[Problem to work on] Copy out every record below with complete accuracy.
(Records supplied begins)
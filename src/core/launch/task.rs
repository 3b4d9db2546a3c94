// ─── Launch Task ───
// Starts the game client pointed at a login server.

use std::path::Path;
use std::process::{Command, Stdio};

use tracing::{debug, info};

use crate::core::error::{LauncherError, LauncherResult};

/// Start the game and return its pid without waiting for it.
///
/// `extra_args` is split on whitespace and appended after `-hostx=<host>`.
pub fn launch_game(binary: &Path, login_host: &str, extra_args: &str) -> LauncherResult<u32> {
    if !binary.is_file() {
        return Err(LauncherError::GameNotFound(binary.to_path_buf()));
    }

    let mut cmd = build_command(binary, login_host, extra_args);
    cmd.stdin(Stdio::null());
    cmd.stdout(Stdio::null());
    cmd.stderr(Stdio::null());

    info!("Launching game: {:?}", binary);
    debug!("Command (copy/paste): {}", format_command_for_logs(&cmd));

    let child = cmd
        .spawn()
        .map_err(|e| LauncherError::LaunchFailed(e.to_string()))?;
    Ok(child.id())
}

fn build_command(binary: &Path, login_host: &str, extra_args: &str) -> Command {
    let mut cmd = Command::new(binary);
    cmd.arg(format!("-hostx={}", login_host.trim()));
    cmd.args(extra_args.split_whitespace());
    if let Some(dir) = binary.parent().filter(|d| !d.as_os_str().is_empty()) {
        cmd.current_dir(dir);
    }
    cmd
}

fn format_command_for_logs(cmd: &Command) -> String {
    let program = shell_escape(&cmd.get_program().to_string_lossy());
    let args = cmd
        .get_args()
        .map(|arg| shell_escape(&arg.to_string_lossy()))
        .collect::<Vec<_>>()
        .join(" ");

    if args.is_empty() {
        program
    } else {
        format!("{} {}", program, args)
    }
}

fn shell_escape(raw: &str) -> String {
    if raw.is_empty() {
        return "\"\"".to_string();
    }

    if raw.chars().all(|ch| {
        ch.is_ascii_alphanumeric() || matches!(ch, '-' | '_' | '.' | '/' | ':' | '\\' | '=')
    }) {
        return raw.to_string();
    }

    format!("\"{}\"", raw.replace('"', "\\\""))
}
(Records supplied ends)
[Answer to this task]
filename src/core/launch/task.rs
repository 3b4d9db2546a3c94
// ─── Launch Task ───
// Starts the game client pointed at a login server.

use std::path::Path;
use std::process::{Command, Stdio};

use tracing::{debug, info};

use crate::core::error::{LauncherError, LauncherResult};

/// Start the game and return its pid without waiting for it.
///
/// `extra_args` is split on whitespace and appended after `-hostx=<host>`.
pub fn launch_game(binary: &Path, login_host: &str, extra_args: &str) -> LauncherResult<u32> {
    if !binary.is_file() {
        return Err(LauncherError::GameNotFound(binary.to_path_buf()));
    }

    let mut cmd = build_command(binary, login_host, extra_args);
    cmd.stdin(Stdio::null());
    cmd.stdout(Stdio::null());
    cmd.stderr(Stdio::null());

    info!("Launching game: {:?}", binary);
    debug!("Command (copy/paste): {}", format_command_for_logs(&cmd));

    let child = cmd
        .spawn()
        .map_err(|e| LauncherError::LaunchFailed(e.to_string()))?;
    Ok(child.id())
}

fn build_command(binary: &Path, login_host: &str, extra_args: &str) -> Command {
    let mut cmd = Command::new(binary);
    cmd.arg(format!("-hostx={}", login_host.trim()));
    cmd.args(extra_args.split_whitespace());
    if let Some(dir) = binary.parent().filter(|d| !d.as_os_str().is_empty()) {
        cmd.current_dir(dir);
    }
    cmd
}

fn format_command_for_logs(cmd: &Command) -> String {
    let program = shell_escape(&cmd.get_program().to_string_lossy());
    let args = cmd
        .get_args()
        .map(|arg| shell_escape(&arg.to_string_lossy()))
        .collect::<Vec<_>>()
        .join(" ");

    if args.is_empty() {
        program
    } else {
        format!("{} {}", program, args)
    }
}

fn shell_escape(raw: &str) -> String {
    if raw.is_empty() {
        return "\"\"".to_string();
    }

    if raw.chars().all(|ch| {
        ch.is_ascii_alphanumeric() || matches!(ch, '-' | '_' | '.' | '/' | ':' | '\\' | '=')
    }) {
        return raw.to_string();
    }

    format!("\"{}\"", raw.replace('"', "\\\""))
}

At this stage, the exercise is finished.